El ego de Sang-woo era tan grande que paso casi toda la mitad del día intentando completar el juego de gonggi, lastimosamente para el, no logro para de la primera fase.

-Creo que ya deberías dejar eso, que tal si jugamos otra cosa- sugerí tomando la caja de cartón y poniéndola sobre mis piernas, estaba asentado en forma de mariposa, pues ya me había cansado de ver a Sang-woo, al principio fue divertido verlo fallar pero después fue tedioso y aburrido.

-Cállate, ya casi lo logro- dijo sin para de intentar.
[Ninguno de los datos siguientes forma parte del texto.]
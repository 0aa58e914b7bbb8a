//! Domain events emitted to the event store

use chrono::{DateTime, Utc};
use serde::{Deserialize, Serialize};
use uuid::Uuid;

use crate::model::ApplicationRecord;

#[derive(Clone, Copy, Debug, PartialEq, Eq, Serialize, Deserialize)]
#[serde(rename_all = "kebab-case")]
pub enum EventType {
    ApplicationCreated,
}

impl EventType {
    pub fn as_str(&self) -> &'static str {
        match self {
            EventType::ApplicationCreated => "application-created",
        }
    }
}

impl std::fmt::Display for EventType {
    fn fmt(&self, f: &mut std::fmt::Formatter<'_>) -> std::fmt::Result {
        f.write_str(self.as_str())
    }
}

/// An event about to be stored.
#[derive(Clone, Debug, PartialEq, Serialize, Deserialize)]
#[serde(rename_all = "camelCase")]
pub struct CreateEvent {
    #[serde(rename = "type")]
    pub event_type: EventType,
    pub created_by: String,
    pub data: ApplicationRecord,
}

impl CreateEvent {
    /// Announce a newly seen application, attributed to whoever registered it.
    pub fn application_created(app: ApplicationRecord) -> Self {
        Self {
            event_type: EventType::ApplicationCreated,
            created_by: app.created_by.clone().unwrap_or_else(|| "unknown".into()),
            data: app,
        }
    }
}

/// An event as held by the event store.
#[derive(Clone, Debug, PartialEq, Serialize, Deserialize)]
#[serde(rename_all = "camelCase")]
pub struct StoredEvent {
    pub id: Uuid,
    pub created_at: DateTime<Utc>,
    #[serde(flatten)]
    pub event: CreateEvent,
}

impl StoredEvent {
    pub fn new(event: CreateEvent) -> Self {
        Self {
            id: Uuid::new_v4(),
            created_at: Utc::now(),
            event,
        }
    }
}
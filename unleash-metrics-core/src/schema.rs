//! Boundary validation for inbound payloads
//!
//! Deserialization enforces types; these checks enforce the remaining shape
//! rules before anything reaches the aggregation core.

use serde::de::DeserializeOwned;

use crate::error::ValidationError;
use crate::model::{ApplicationRecord, ClientMetrics, ClientRegistration};

fn require(field: &'static str, value: &str) -> Result<(), ValidationError> {
    if value.trim().is_empty() {
        return Err(ValidationError::MissingField { field });
    }
    Ok(())
}

pub fn validate_client_metrics(metrics: &ClientMetrics) -> Result<(), ValidationError> {
    require("appName", &metrics.app_name)?;
    require("instanceId", &metrics.instance_id)?;

    if metrics.bucket.toggles.keys().any(|name| name.trim().is_empty()) {
        return Err(ValidationError::InvalidField {
            field: "bucket.toggles",
            reason: "toggle names must not be empty".into(),
        });
    }

    Ok(())
}

pub fn validate_registration(registration: &ClientRegistration) -> Result<(), ValidationError> {
    require("appName", &registration.app_name)?;
    require("instanceId", &registration.instance_id)?;

    if registration.strategies.iter().any(|s| s.trim().is_empty()) {
        return Err(ValidationError::InvalidField {
            field: "strategies",
            reason: "strategy names must not be empty".into(),
        });
    }

    Ok(())
}

pub fn validate_application(app: &ApplicationRecord) -> Result<(), ValidationError> {
    require("appName", &app.app_name)?;

    if let Some(url) = &app.url {
        if !(url.starts_with("http://") || url.starts_with("https://")) {
            return Err(ValidationError::InvalidField {
                field: "url",
                reason: format!("'{}' is not an http(s) uri", url),
            });
        }
    }

    Ok(())
}

/// Deserialize a JSON payload, mapping decode failures to validation errors.
pub fn parse_json<T: DeserializeOwned>(input: &str) -> Result<T, ValidationError> {
    serde_json::from_str(input).map_err(|e| ValidationError::Malformed {
        reason: e.to_string(),
    })
}

pub fn parse_client_metrics(input: &str) -> Result<ClientMetrics, ValidationError> {
    let metrics: ClientMetrics = parse_json(input)?;
    validate_client_metrics(&metrics)?;
    Ok(metrics)
}

pub fn parse_registration(input: &str) -> Result<ClientRegistration, ValidationError> {
    let registration: ClientRegistration = parse_json(input)?;
    validate_registration(&registration)?;
    Ok(registration)
}
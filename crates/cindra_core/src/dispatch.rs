//! Per-type dispatch functions.
//!
//! Every boxed type gets exactly one monomorphized function that knows how to
//! destroy, copy, move and describe values of that type. The container keeps
//! nothing but a pointer to it; all lifecycle work is routed through the
//! function with an [`Operation`] code and untyped source and destination
//! pointers.

use crate::config;
use crate::error::{AnyError, messages};
use crate::operator::{OperatorFn, OperatorRegistry};
use crate::registry::{self, RegistryId, TypeRegistry};
use std::alloc::Layout;
use std::any::TypeId;
use std::fmt;
use std::hash::{Hash, Hasher};
use std::ptr;

/// Operation codes understood by a dispatch function.
///
/// The arithmetic and comparison codes name operator slots. They are never
/// executed by the dispatch function itself; see [`Operation::operator_slot`].
#[repr(u8)]
#[derive(Debug, Clone, Copy, PartialEq, Eq, Hash)]
pub enum Operation {
    Destruct,
    Move,
    Copy,
    AssignCopy,
    AssignMove,
    Plus,
    Minus,
    Multiply,
    Divide,
    PlusAssign,
    MinusAssign,
    MultiplyAssign,
    DivideAssign,
    Equal,
    NotEqual,
    Less,
    LessEqual,
    Greater,
    GreaterEqual,
    Cast,
    Id,
    RuntimeType,
    InlineEligible,
    SizeOf,
    AlignOf,
    Register,
}

impl Operation {
    pub const ALL: [Operation; 26] = [
        Operation::Destruct,
        Operation::Move,
        Operation::Copy,
        Operation::AssignCopy,
        Operation::AssignMove,
        Operation::Plus,
        Operation::Minus,
        Operation::Multiply,
        Operation::Divide,
        Operation::PlusAssign,
        Operation::MinusAssign,
        Operation::MultiplyAssign,
        Operation::DivideAssign,
        Operation::Equal,
        Operation::NotEqual,
        Operation::Less,
        Operation::LessEqual,
        Operation::Greater,
        Operation::GreaterEqual,
        Operation::Cast,
        Operation::Id,
        Operation::RuntimeType,
        Operation::InlineEligible,
        Operation::SizeOf,
        Operation::AlignOf,
        Operation::Register,
    ];

    #[inline]
    pub fn code(self) -> u8 {
        self as u8
    }

    pub fn from_code(code: u8) -> Result<Self, AnyError> {
        Self::ALL
            .get(code as usize)
            .copied()
            .ok_or(AnyError::UnsupportedOperation(code))
    }

    /// Operator slot conventionally used for an arithmetic or comparison
    /// code (`Plus` is slot 0 through `GreaterEqual` at slot 13).
    pub fn operator_slot(self) -> Option<usize> {
        let code = self.code();
        let first = Operation::Plus.code();
        let last = Operation::GreaterEqual.code();
        (first..=last)
            .contains(&code)
            .then(|| (code - first) as usize)
    }
}

/// Signature shared by all dispatch functions: operation, source, destination
/// and an auxiliary argument (the operator slot for [`Operation::Register`]).
pub type DispatchFn = unsafe fn(Operation, *mut u8, *mut u8, usize) -> Result<(), AnyError>;

/// Diagnostic handle for a type. Equality follows the type, not the name.
#[derive(Clone, Copy, Debug)]
pub struct TypeDescriptor {
    type_id: TypeId,
    name: &'static str,
}

impl TypeDescriptor {
    pub fn of<T: ?Sized + 'static>() -> Self {
        Self {
            type_id: TypeId::of::<T>(),
            name: std::any::type_name::<T>(),
        }
    }

    pub fn name(&self) -> &'static str {
        self.name
    }
}

impl PartialEq for TypeDescriptor {
    fn eq(&self, other: &Self) -> bool {
        self.type_id == other.type_id
    }
}

impl Eq for TypeDescriptor {}

impl Hash for TypeDescriptor {
    fn hash<H: Hasher>(&self, state: &mut H) {
        self.type_id.hash(state);
    }
}

impl fmt::Display for TypeDescriptor {
    fn fmt(&self, f: &mut fmt::Formatter<'_>) -> fmt::Result {
        f.write_str(self.name)
    }
}

/// Type-erased clone of one type, recorded in the type registry the first
/// time the type is boxed through a `Clone`-bounded constructor.
#[derive(Clone, Copy)]
pub(crate) struct CopyFns {
    construct: unsafe fn(*const u8, *mut u8),
    assign: unsafe fn(*const u8, *mut u8),
}

impl CopyFns {
    pub(crate) fn of<T: Clone>() -> Self {
        Self {
            construct: clone_construct::<T>,
            assign: clone_assign::<T>,
        }
    }
}

unsafe fn clone_construct<T: Clone>(src: *const u8, dst: *mut u8) {
    unsafe { dst.cast::<T>().write((*src.cast::<T>()).clone()) };
}

unsafe fn clone_assign<T: Clone>(src: *const u8, dst: *mut u8) {
    unsafe { (*dst.cast::<T>()).clone_from(&*src.cast::<T>()) };
}

fn copy_fns<T: 'static>() -> Result<CopyFns, AnyError> {
    let registry = TypeRegistry::global();
    registry
        .copy_fns(registry.id_of::<T>())
        .ok_or(AnyError::NotCopyable(std::any::type_name::<T>()))
}

fn non_null(p: *mut u8, what: &'static str) -> Result<*mut u8, AnyError> {
    if p.is_null() {
        Err(AnyError::InvalidState(what))
    } else {
        Ok(p)
    }
}

/// The dispatch function for `T`.
///
/// # Safety
/// For lifecycle operations `src` must point at a live `T` (or be null for
/// `Destruct`) and `dst` at storage laid out for `T`: uninitialized for
/// `Move`/`Copy`, live for the assignments. For report operations `dst` must
/// point at the output type documented on [`Dispatch`].
unsafe fn dispatch<T: 'static>(
    op: Operation,
    src: *mut u8,
    dst: *mut u8,
    other: usize,
) -> Result<(), AnyError> {
    let layout = Layout::new::<T>();
    match op {
        Operation::Destruct => {
            if !src.is_null() {
                unsafe { ptr::drop_in_place(src.cast::<T>()) };
            }
            Ok(())
        }
        Operation::Move => {
            let src = non_null(src, messages::NULL_SOURCE)?.cast::<T>();
            let dst = non_null(dst, messages::NULL_DESTINATION)?.cast::<T>();
            // The source is logically dead afterwards and must not be dropped.
            unsafe { dst.write(src.read()) };
            Ok(())
        }
        Operation::Copy => {
            let src = non_null(src, messages::NULL_SOURCE)?.cast_const();
            let dst = non_null(dst, messages::NULL_DESTINATION)?;
            let fns = copy_fns::<T>()?;
            unsafe { (fns.construct)(src, dst) };
            Ok(())
        }
        Operation::AssignCopy => {
            let src = non_null(src, messages::NULL_SOURCE)?.cast_const();
            let dst = non_null(dst, messages::NULL_DESTINATION)?;
            let fns = copy_fns::<T>()?;
            unsafe { (fns.assign)(src, dst) };
            Ok(())
        }
        Operation::AssignMove => {
            let src = non_null(src, messages::NULL_SOURCE)?.cast::<T>();
            let dst = non_null(dst, messages::NULL_DESTINATION)?.cast::<T>();
            unsafe { *dst = src.read() };
            Ok(())
        }
        Operation::InlineEligible => {
            let dst = non_null(dst, messages::NULL_DESTINATION)?;
            unsafe {
                dst.cast::<bool>()
                    .write(config::fits_inline(layout.size(), layout.align()))
            };
            Ok(())
        }
        Operation::SizeOf => {
            let dst = non_null(dst, messages::NULL_DESTINATION)?;
            unsafe { dst.cast::<usize>().write(layout.size()) };
            Ok(())
        }
        Operation::AlignOf => {
            let dst = non_null(dst, messages::NULL_DESTINATION)?;
            unsafe { dst.cast::<usize>().write(layout.align()) };
            Ok(())
        }
        Operation::Id => {
            let dst = non_null(dst, messages::NULL_DESTINATION)?;
            unsafe { dst.cast::<RegistryId>().write(registry::id_of::<T>()) };
            Ok(())
        }
        Operation::RuntimeType => {
            let dst = non_null(dst, messages::NULL_DESTINATION)?;
            unsafe { dst.cast::<TypeDescriptor>().write(TypeDescriptor::of::<T>()) };
            Ok(())
        }
        Operation::Register => {
            let dst = non_null(dst, messages::NULL_DESTINATION)?;
            let entry = OperatorRegistry::global().get(registry::id_of::<T>(), other);
            unsafe { dst.cast::<Option<OperatorFn>>().write(entry) };
            Ok(())
        }
        unsupported => Err(AnyError::UnsupportedOperation(unsupported.code())),
    }
}

/// Handle to the dispatch function of one type.
///
/// Report outputs: `InlineEligible` writes `bool`, `SizeOf`/`AlignOf` write
/// `usize`, `Id` writes [`RegistryId`], `RuntimeType` writes
/// [`TypeDescriptor`], `Register` writes `Option<OperatorFn>`.
#[derive(Clone, Copy)]
pub struct Dispatch(DispatchFn);

impl Dispatch {
    /// Dispatch for a copyable type. Registers `T` and records its clone,
    /// so copies work whichever constructor boxed the value.
    pub fn of<T: Clone + 'static>() -> Self {
        let registry = TypeRegistry::global();
        registry.record_copy(registry.id_of::<T>(), CopyFns::of::<T>());
        Self(dispatch::<T>)
    }

    /// Dispatch for `T` without requiring `Clone`. It is the same function
    /// [`Dispatch::of`] returns; copies fail with `NotCopyable` unless a
    /// clone of `T` has been recorded.
    pub fn unique<T: 'static>() -> Self {
        Self(dispatch::<T>)
    }

    /// Invoke the raw dispatch function.
    ///
    /// # Safety
    /// See the pointer contract on the operation being invoked.
    pub unsafe fn call(
        self,
        op: Operation,
        src: *mut u8,
        dst: *mut u8,
        other: usize,
    ) -> Result<(), AnyError> {
        unsafe { (self.0)(op, src, dst, other) }
    }

    fn report<R>(self, op: Operation, mut out: R, other: usize) -> R {
        // Report operations only write an `R` through `dst`; with a non-null
        // destination they cannot fail.
        let _ = unsafe { (self.0)(op, ptr::null_mut(), (&mut out as *mut R).cast(), other) };
        out
    }

    pub fn size(self) -> usize {
        self.report(Operation::SizeOf, 0usize, 0)
    }

    pub fn align(self) -> usize {
        self.report(Operation::AlignOf, 1usize, 0)
    }

    pub fn layout(self) -> Layout {
        // SAFETY: size and align were produced by `Layout::new` for a real type.
        unsafe { Layout::from_size_align_unchecked(self.size(), self.align()) }
    }

    pub fn fits_inline(self) -> bool {
        self.report(Operation::InlineEligible, false, 0)
    }

    pub fn type_id(self) -> RegistryId {
        self.report(Operation::Id, RegistryId(u16::MAX), 0)
    }

    pub fn descriptor(self) -> TypeDescriptor {
        self.report(Operation::RuntimeType, TypeDescriptor::of::<()>(), 0)
    }

    /// The operator registered in `slot` for this type, if any.
    pub fn operator(self, slot: usize) -> Option<OperatorFn> {
        self.report(Operation::Register, None, slot)
    }

    /// # Safety
    /// `ptr` must be null or point at a live value of this dispatch's type,
    /// which is dead afterwards.
    pub unsafe fn destruct(self, ptr: *mut u8) {
        let _ = unsafe { (self.0)(Operation::Destruct, ptr, ptr::null_mut(), 0) };
    }

    /// # Safety
    /// `src` points at a live value, `dst` at uninitialized storage with this
    /// type's layout.
    pub unsafe fn copy_construct(self, src: *const u8, dst: *mut u8) -> Result<(), AnyError> {
        unsafe { (self.0)(Operation::Copy, src.cast_mut(), dst, 0) }
    }

    /// # Safety
    /// As [`Dispatch::copy_construct`]; `src` is dead afterwards.
    pub unsafe fn move_construct(self, src: *mut u8, dst: *mut u8) -> Result<(), AnyError> {
        unsafe { (self.0)(Operation::Move, src, dst, 0) }
    }

    /// # Safety
    /// Both pointers address live values of this type.
    pub unsafe fn assign_copy(self, src: *const u8, dst: *mut u8) -> Result<(), AnyError> {
        unsafe { (self.0)(Operation::AssignCopy, src.cast_mut(), dst, 0) }
    }

    /// # Safety
    /// Both pointers address live values of this type; `src` is dead afterwards.
    pub unsafe fn assign_move(self, src: *mut u8, dst: *mut u8) -> Result<(), AnyError> {
        unsafe { (self.0)(Operation::AssignMove, src, dst, 0) }
    }
}

impl fmt::Debug for Dispatch {
    fn fmt(&self, f: &mut fmt::Formatter<'_>) -> fmt::Result {
        f.debug_tuple("Dispatch")
            .field(&self.descriptor().name())
            .finish()
    }
}
//! Core types for the Cindra runtime.
//!
//! This crate contains the dynamic value machinery:
//! - `Any` - Type-erased value container with inline small-value storage
//! - `Dispatch` - Per-type lifecycle and introspection dispatch functions
//! - `TypeRegistry` - Dense process-wide type ids
//! - `OperatorRegistry` - Per-type operator slots
//! - `DynamicBitSet` - Growable bit vector

pub mod any;
pub mod bitset;
pub mod config;
pub mod dispatch;
pub mod error;
pub mod operator;
pub mod registry;
mod storage;

pub use any::{Any, cast_to, cast_to_mut, cast_to_ref};
pub use bitset::DynamicBitSet;
pub use config::{INLINE_ALIGN, INLINE_CAPACITY, RegistryConfig};
pub use dispatch::{Dispatch, DispatchFn, Operation, TypeDescriptor};
pub use error::AnyError;
pub use operator::{OperatorFn, OperatorRegistry, OperatorTable, register_binary, register_unary};
pub use registry::{RegistryId, TypeRegistry, id_of};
Una y otra vez las piezas volaban debido a que no era capaz de tomarlas todas.

Estábamos tan concentrados, el jugando y yo viendo que no notamos que tres sombras aparecieron en el callejón, Sang-woo al estar de espaldas ni siquiera las noto, pero yo al estar de frente las logre ver cuando se acercaron, de hecho, las vi cuando estaban prácticamente atrás de Sang-woo.

Alcé la vista viendo a tres niños mas o menos de la edad de Sang-woo, al estar parados y Sang-woo sentado se veian mas altos. el que estaba justo detrás de Sang-woo tenía una tez un poco morena, pelo de color café casi chocolate y de mirada fría y serena, el que estaba a su izquierda era un poco mas alto que el, pero eran casi idénticos, solo que este era pelinegro, el último que se encontraba a la derecha del de ojos serenos era el mas alto de los tres, incluso talvez, mas alto que Sang-woo, tenía la piel blanca pero de un tono normal, el pelo negro con brillo azulado y sus ojos grandes y profundos, con una profundidad parecida a la del mar, a mi parecer todos debian ser alfas, su postura y su anatomia gritaban eso, desde luego eran alfas.

-Ehhhh....Sang-woo..- dije intentando llamar la atención de mi amigo sin quitarle la vista de encima a eso otros niños. -No me interrumpas, casi lo logro- seguia concentrado en el gonggi a tal grado que ni siquiera alzo su mirada. -Maldito arrogante- pensé.

-Que estas haciendo Sang-woo- pregunto una voz desconocida.